***** Input data

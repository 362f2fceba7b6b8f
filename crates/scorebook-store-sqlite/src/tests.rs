//! Integration tests for `SqliteStore` against an in-memory database.

use std::sync::Arc;

use chrono::NaiveDate;
use scorebook_core::{
  average::{StudentTermAverage, SubjectTermAverage, Tier},
  book::ScoreBook,
  code::{ClassroomCode, ExamCode, StudentCode, TermCode},
  engine::Recomputer,
  memory::MemoryStore,
  report::Reports,
  ranking::{Period, RankScope},
  school::{Classroom, Exam, Grade, SchoolData, SchoolYear, Student, Subject, Term},
  score::{Score, ScoreEntry},
  store::{AggregateStore, ReferenceReader, ScoreStore},
};

use crate::SqliteStore;

fn date(y: i32, m: u32, d: u32) -> NaiveDate {
  NaiveDate::from_ymd_opt(y, m, d).unwrap()
}

fn school() -> SchoolData {
  let student = |code: &str, classroom: Option<&str>| Student {
    code:           code.into(),
    name:           format!("Học sinh {code}"),
    classroom_code: classroom.map(Into::into),
  };
  let exam = |code: &str, subject: &str, term: &str| Exam {
    code:         code.into(),
    subject_code: subject.into(),
    term_code:    term.into(),
    date:         date(2024, 10, 1),
  };

  SchoolData {
    school_years: vec![SchoolYear { code: "Y2024".into(), name: "2024-2025".into() }],
    terms:        vec![
      Term {
        code:             "HK1".into(),
        name:             "Học kỳ 1".into(),
        school_year_code: "Y2024".into(),
        start_date:       date(2024, 9, 5),
        end_date:         date(2025, 1, 15),
      },
      Term {
        code:             "HK2".into(),
        name:             "Học kỳ 2".into(),
        school_year_code: "Y2024".into(),
        start_date:       date(2025, 1, 20),
        end_date:         date(2025, 5, 31),
      },
    ],
    grades:       vec![Grade {
      code:             "K10".into(),
      name:             "Khối 10".into(),
      school_year_code: "Y2024".into(),
    }],
    classrooms:   vec![
      Classroom { code: "10A1".into(), name: "10A1".into(), grade_code: "K10".into() },
      Classroom { code: "10A2".into(), name: "10A2".into(), grade_code: "K10".into() },
    ],
    students:     vec![
      student("HS01", Some("10A1")),
      student("HS02", Some("10A1")),
      student("HS03", Some("10A2")),
      student("HS04", None),
    ],
    subjects:     vec![
      Subject { code: "TOAN".into(), name: "Toán".into() },
      Subject { code: "VAN".into(), name: "Ngữ văn".into() },
    ],
    exams:        vec![
      exam("TOAN-1", "TOAN", "HK1"),
      exam("TOAN-2", "TOAN", "HK1"),
      exam("VAN-1", "VAN", "HK1"),
      exam("TOAN-HK2", "TOAN", "HK2"),
      exam("LOST", "TOAN", "HK9"),
    ],
  }
}

async fn store() -> SqliteStore {
  let store = SqliteStore::open_in_memory()
    .await
    .expect("in-memory store");
  store.load_school_data(school()).await.expect("school data");
  store
}

fn score(student: &str, exam: &str, value: f64) -> Score {
  Score::new(student.into(), exam.into(), value).unwrap()
}

// ─── Reference data ──────────────────────────────────────────────────────────

#[tokio::test]
async fn reference_lookups() {
  let s = store().await;

  let student = s.student(&"HS01".into()).await.unwrap().unwrap();
  assert_eq!(student.classroom_code, Some("10A1".into()));
  assert!(s.student(&"HS99".into()).await.unwrap().is_none());

  let exam = s.exam(&"TOAN-2".into()).await.unwrap().unwrap();
  assert_eq!(exam.term_code, TermCode::from("HK1"));
  assert_eq!(exam.date, date(2024, 10, 1));

  let term = s.term(&"HK2".into()).await.unwrap().unwrap();
  assert_eq!(term.start_date, date(2025, 1, 20));

  let terms = s.terms_in_year(&"Y2024".into()).await.unwrap();
  let codes: Vec<&str> = terms.iter().map(|t| t.code.as_str()).collect();
  assert_eq!(codes, ["HK1", "HK2"]);
}

#[tokio::test]
async fn grade_membership_goes_through_classrooms() {
  let s = store().await;

  let classroom = s.classroom_students(&"10A1".into()).await.unwrap();
  assert_eq!(classroom.len(), 2);

  let grade = s.grade_students(&"K10".into()).await.unwrap();
  let codes: Vec<&str> = grade.iter().map(|s| s.code.as_str()).collect();
  assert_eq!(codes, ["HS01", "HS02", "HS03"]);
}

#[tokio::test]
async fn reloading_school_data_updates_in_place() {
  let s = store().await;
  s.put_score(score("HS01", "TOAN-1", 7.0)).await.unwrap();

  let mut school = school();
  school.students[0].name = "Nguyễn Văn A".into();
  s.load_school_data(school).await.unwrap();

  let student = s.student(&"HS01".into()).await.unwrap().unwrap();
  assert_eq!(student.name, "Nguyễn Văn A");
  assert!(s.get_score(&"HS01".into(), &"TOAN-1".into()).await.unwrap().is_some());
}

// ─── Scores ──────────────────────────────────────────────────────────────────

#[tokio::test]
async fn put_score_overwrites_the_same_pair() {
  let s = store().await;
  s.put_score(score("HS01", "TOAN-1", 4.0)).await.unwrap();
  s.put_score(score("HS01", "TOAN-1", 9.0)).await.unwrap();

  let all = s.list_scores().await.unwrap();
  assert_eq!(all, vec![score("HS01", "TOAN-1", 9.0)]);
}

#[tokio::test]
async fn delete_score_returns_the_removed_row() {
  let s = store().await;
  s.put_score(score("HS02", "VAN-1", 6.5)).await.unwrap();

  let removed = s.delete_score(&"HS02".into(), &"VAN-1".into()).await.unwrap();
  assert_eq!(removed, Some(score("HS02", "VAN-1", 6.5)));

  let again = s.delete_score(&"HS02".into(), &"VAN-1".into()).await.unwrap();
  assert!(again.is_none());
}

#[tokio::test]
async fn put_scores_is_atomic() {
  let s = store().await;
  let batch = vec![score("HS01", "TOAN-1", 5.0), score("HS99", "TOAN-1", 5.0)];

  assert!(s.put_scores(batch).await.is_err());
  assert!(s.list_scores().await.unwrap().is_empty());
}

#[tokio::test]
async fn subject_term_scores_join_exams() {
  let s = store().await;
  s.put_score(score("HS01", "TOAN-1", 6.0)).await.unwrap();
  s.put_score(score("HS01", "TOAN-2", 8.0)).await.unwrap();
  s.put_score(score("HS01", "VAN-1", 3.0)).await.unwrap();
  s.put_score(score("HS01", "TOAN-HK2", 10.0)).await.unwrap();

  let mut values = s
    .subject_term_scores(&"HS01".into(), &"TOAN".into(), &"HK1".into())
    .await
    .unwrap();
  values.sort_by(f64::total_cmp);
  assert_eq!(values, [6.0, 8.0]);

  let details = s.student_scores(&"HS01".into()).await.unwrap();
  assert_eq!(details.len(), 4);
}

#[tokio::test]
async fn classroom_scores_join_students_and_exams() {
  let s = store().await;
  s.put_score(score("HS02", "TOAN-1", 7.5)).await.unwrap();
  s.put_score(score("HS01", "TOAN-1", 6.0)).await.unwrap();
  s.put_score(score("HS01", "VAN-1", 8.0)).await.unwrap();
  s.put_score(score("HS03", "TOAN-1", 9.0)).await.unwrap();
  s.put_score(score("HS04", "TOAN-1", 4.0)).await.unwrap();

  let rows = s.classroom_scores(&"10A1".into()).await.unwrap();
  assert_eq!(rows.len(), 3);
  assert!(rows.iter().all(|r| r.student_code.as_str() != "HS03"));
  let van = rows.iter().find(|r| r.exam_code.as_str() == "VAN-1").unwrap();
  assert_eq!(van.student_name, "Học sinh HS01");
  assert_eq!(van.subject_code.as_str(), "VAN");
  assert_eq!(van.term_code.as_str(), "HK1");

  let reports = Reports::new(Arc::new(s));
  let classroom = ClassroomCode::from("10A1");
  let exam = ExamCode::from("TOAN-1");
  let sheet = reports
    .classroom_scores(&classroom, Some(&exam), None)
    .await
    .unwrap();
  let values: Vec<(&str, f64)> = sheet
    .iter()
    .map(|r| (r.student_code.as_str(), r.value))
    .collect();
  assert_eq!(values, [("HS01", 6.0), ("HS02", 7.5)]);

  let missing = reports
    .classroom_scores(&classroom, Some(&"NOPE".into()), None)
    .await
    .unwrap_err();
  assert!(matches!(
    missing,
    scorebook_core::ServiceError::Domain(scorebook_core::Error::ExamNotFound(_))
  ));
}

// ─── Aggregates ──────────────────────────────────────────────────────────────

#[tokio::test]
async fn upserts_preserve_ranks() {
  let s = store().await;
  let student = StudentCode::from("HS01");
  let term = TermCode::from("HK1");

  s.upsert_student_term_average(StudentTermAverage::unranked(
    student.clone(),
    term.clone(),
    7.0,
  ))
  .await
  .unwrap();
  s.apply_ranking(&Period::Term(term.clone()), RankScope::Classroom, &[
    student.clone(),
  ])
  .await
  .unwrap();
  s.upsert_student_term_average(StudentTermAverage::unranked(
    student.clone(),
    term.clone(),
    8.5,
  ))
  .await
  .unwrap();

  let row = s
    .get_student_term_average(&student, &term)
    .await
    .unwrap()
    .unwrap();
  assert_eq!(row.average, 8.5);
  assert_eq!(row.tier, Tier::Excellent);
  assert_eq!(row.classroom_rank, Some(1));
  assert_eq!(row.grade_rank, None);
}

#[tokio::test]
async fn apply_ranking_breaks_ties_by_code() {
  let s = store().await;
  let term = TermCode::from("HK1");
  for (code, average) in [("HS03", 8.0), ("HS01", 8.0), ("HS02", 6.0)] {
    s.upsert_student_term_average(StudentTermAverage::unranked(
      code.into(),
      term.clone(),
      average,
    ))
    .await
    .unwrap();
  }

  let members: Vec<StudentCode> =
    ["HS01", "HS02", "HS03", "HS04"].into_iter().map(Into::into).collect();
  let ranks = s
    .apply_ranking(&Period::Term(term), RankScope::Grade, &members)
    .await
    .unwrap();

  let got: Vec<(&str, u32)> = ranks
    .iter()
    .map(|r| (r.student_code.as_str(), r.rank))
    .collect();
  assert_eq!(got, [("HS01", 1), ("HS03", 2), ("HS02", 3)]);
}

#[tokio::test]
async fn subject_averages_in_terms_filters_terms() {
  let s = store().await;
  for (term, average) in [("HK1", 6.0), ("HK2", 8.0), ("HK3", 1.0)] {
    s.upsert_subject_term_average(SubjectTermAverage {
      student_code: "HS01".into(),
      subject_code: "TOAN".into(),
      term_code:    term.into(),
      average,
    })
    .await
    .unwrap();
  }

  let terms = [TermCode::from("HK1"), TermCode::from("HK2")];
  let rows = s
    .subject_averages_in_terms(&"HS01".into(), &"TOAN".into(), &terms)
    .await
    .unwrap();
  let averages: Vec<f64> = rows.iter().map(|r| r.average).collect();
  assert_eq!(averages, [6.0, 8.0]);
}

// ─── Engine over SQLite ──────────────────────────────────────────────────────

#[tokio::test]
async fn cascade_writes_every_level() {
  let s = Arc::new(store().await);
  let book = ScoreBook::new(Arc::clone(&s));

  book.put_score(score("HS01", "TOAN-1", 6.0)).await.unwrap();
  book.put_score(score("HS01", "TOAN-2", 8.0)).await.unwrap();
  book.put_score(score("HS01", "VAN-1", 9.0)).await.unwrap();
  book.put_score(score("HS01", "TOAN-HK2", 5.0)).await.unwrap();

  let hs01 = StudentCode::from("HS01");
  let toan = s
    .get_subject_term_average(&hs01, &"TOAN".into(), &"HK1".into())
    .await
    .unwrap()
    .unwrap();
  assert_eq!(toan.average, 7.0);

  let hk1 = s.get_student_term_average(&hs01, &"HK1".into()).await.unwrap().unwrap();
  assert_eq!(hk1.average, 8.0);
  assert_eq!(hk1.tier, Tier::Excellent);
  assert_eq!(hk1.classroom_rank, Some(1));
  assert_eq!(hk1.grade_rank, Some(1));

  let toan_year = s
    .get_subject_yearly_average(&hs01, &"TOAN".into(), &"Y2024".into())
    .await
    .unwrap()
    .unwrap();
  assert_eq!(toan_year.average, 6.0);

  let year = s
    .get_student_yearly_average(&hs01, &"Y2024".into())
    .await
    .unwrap()
    .unwrap();
  assert_eq!(year.average, 7.5);
  assert_eq!(year.tier, Tier::Good);
}

#[tokio::test]
async fn orphan_exam_keeps_the_score_but_writes_no_aggregates() {
  let s = Arc::new(store().await);
  let book = ScoreBook::new(Arc::clone(&s));

  let written = book.put_score(score("HS01", "LOST", 7.0)).await.unwrap();
  assert!(written.cascade.is_none());
  assert_eq!(s.list_scores().await.unwrap().len(), 1);
  assert!(s.list_subject_term_averages().await.unwrap().is_empty());
}

#[tokio::test]
async fn exam_sheet_entry_ranks_the_classroom() {
  let s = Arc::new(store().await);
  let book = ScoreBook::new(Arc::clone(&s));

  let sheet = book
    .enter_exam_scores(&"10A1".into(), &"TOAN-1".into(), vec![
      ScoreEntry { student_code: "HS01".into(), value: 5.0 },
      ScoreEntry { student_code: "HS02".into(), value: 7.0 },
    ])
    .await
    .unwrap();
  assert_eq!(sheet, [score("HS01", "TOAN-1", 5.0), score("HS02", "TOAN-1", 7.0)]);

  let standings = s.standings(&Period::Term("HK1".into())).await.unwrap();
  let ranks: Vec<(&str, Option<u32>)> = standings
    .iter()
    .map(|r| (r.student_code.as_str(), r.classroom_rank))
    .collect();
  assert_eq!(ranks, [("HS01", Some(2)), ("HS02", Some(1))]);
}

#[tokio::test]
async fn sqlite_and_memory_backends_agree() {
  let sqlite = Arc::new(store().await);
  let memory = Arc::new(MemoryStore::new(school()));
  let on_sqlite = ScoreBook::new(Arc::clone(&sqlite));
  let on_memory = ScoreBook::new(Arc::clone(&memory));

  let scores = [
    ("HS01", "TOAN-1", 6.0),
    ("HS02", "TOAN-1", 9.0),
    ("HS03", "VAN-1", 7.5),
    ("HS01", "VAN-1", 8.0),
    ("HS02", "TOAN-HK2", 4.0),
    ("HS03", "TOAN-2", 7.5),
  ];
  for (student, exam, value) in scores {
    on_sqlite.put_score(score(student, exam, value)).await.unwrap();
    on_memory.put_score(score(student, exam, value)).await.unwrap();
  }

  for period in [Period::Term("HK1".into()), Period::SchoolYear("Y2024".into())] {
    let left = sqlite.standings(&period).await.unwrap();
    let right = memory.standings(&period).await.unwrap();
    assert_eq!(left, right, "standings differ for {period:?}");
  }
}

#[tokio::test]
async fn rebuild_resets_rows_whose_scores_are_gone() {
  let s = Arc::new(store().await);
  let engine = Recomputer::new(Arc::clone(&s));
  let hs01 = StudentCode::from("HS01");

  s.put_score(score("HS01", "TOAN-1", 9.0)).await.unwrap();
  engine.on_score_changed(&hs01, &"TOAN-1".into()).await;

  // Bypass the trigger so the aggregates go stale.
  s.delete_score(&hs01, &"TOAN-1".into()).await.unwrap();
  let stale = s.get_student_term_average(&hs01, &"HK1".into()).await.unwrap().unwrap();
  assert_eq!(stale.average, 9.0);

  let report = engine.rebuild().await.unwrap();
  assert_eq!(report.cascades, 1);

  let fresh = s.get_student_term_average(&hs01, &"HK1".into()).await.unwrap().unwrap();
  assert_eq!(fresh.average, 0.0);
  assert_eq!(fresh.tier, Tier::Weak);
}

**********

### Your assignment
Look above for the line holding "assert_eq!(hk1.average, 8.0);" and the line holding "let year = s", then output exactly those two lines and every line between them, nothing more.

### Task output
  assert_eq!(hk1.average, 8.0);
  assert_eq!(hk1.tier, Tier::Excellent);
  assert_eq!(hk1.classroom_rank, Some(1));
  assert_eq!(hk1.grade_rank, Some(1));

  let toan_year = s
    .get_subject_yearly_average(&hs01, &"TOAN".into(), &"Y2024".into())
    .await
    .unwrap()
    .unwrap();
  assert_eq!(toan_year.average, 6.0);

  let year = s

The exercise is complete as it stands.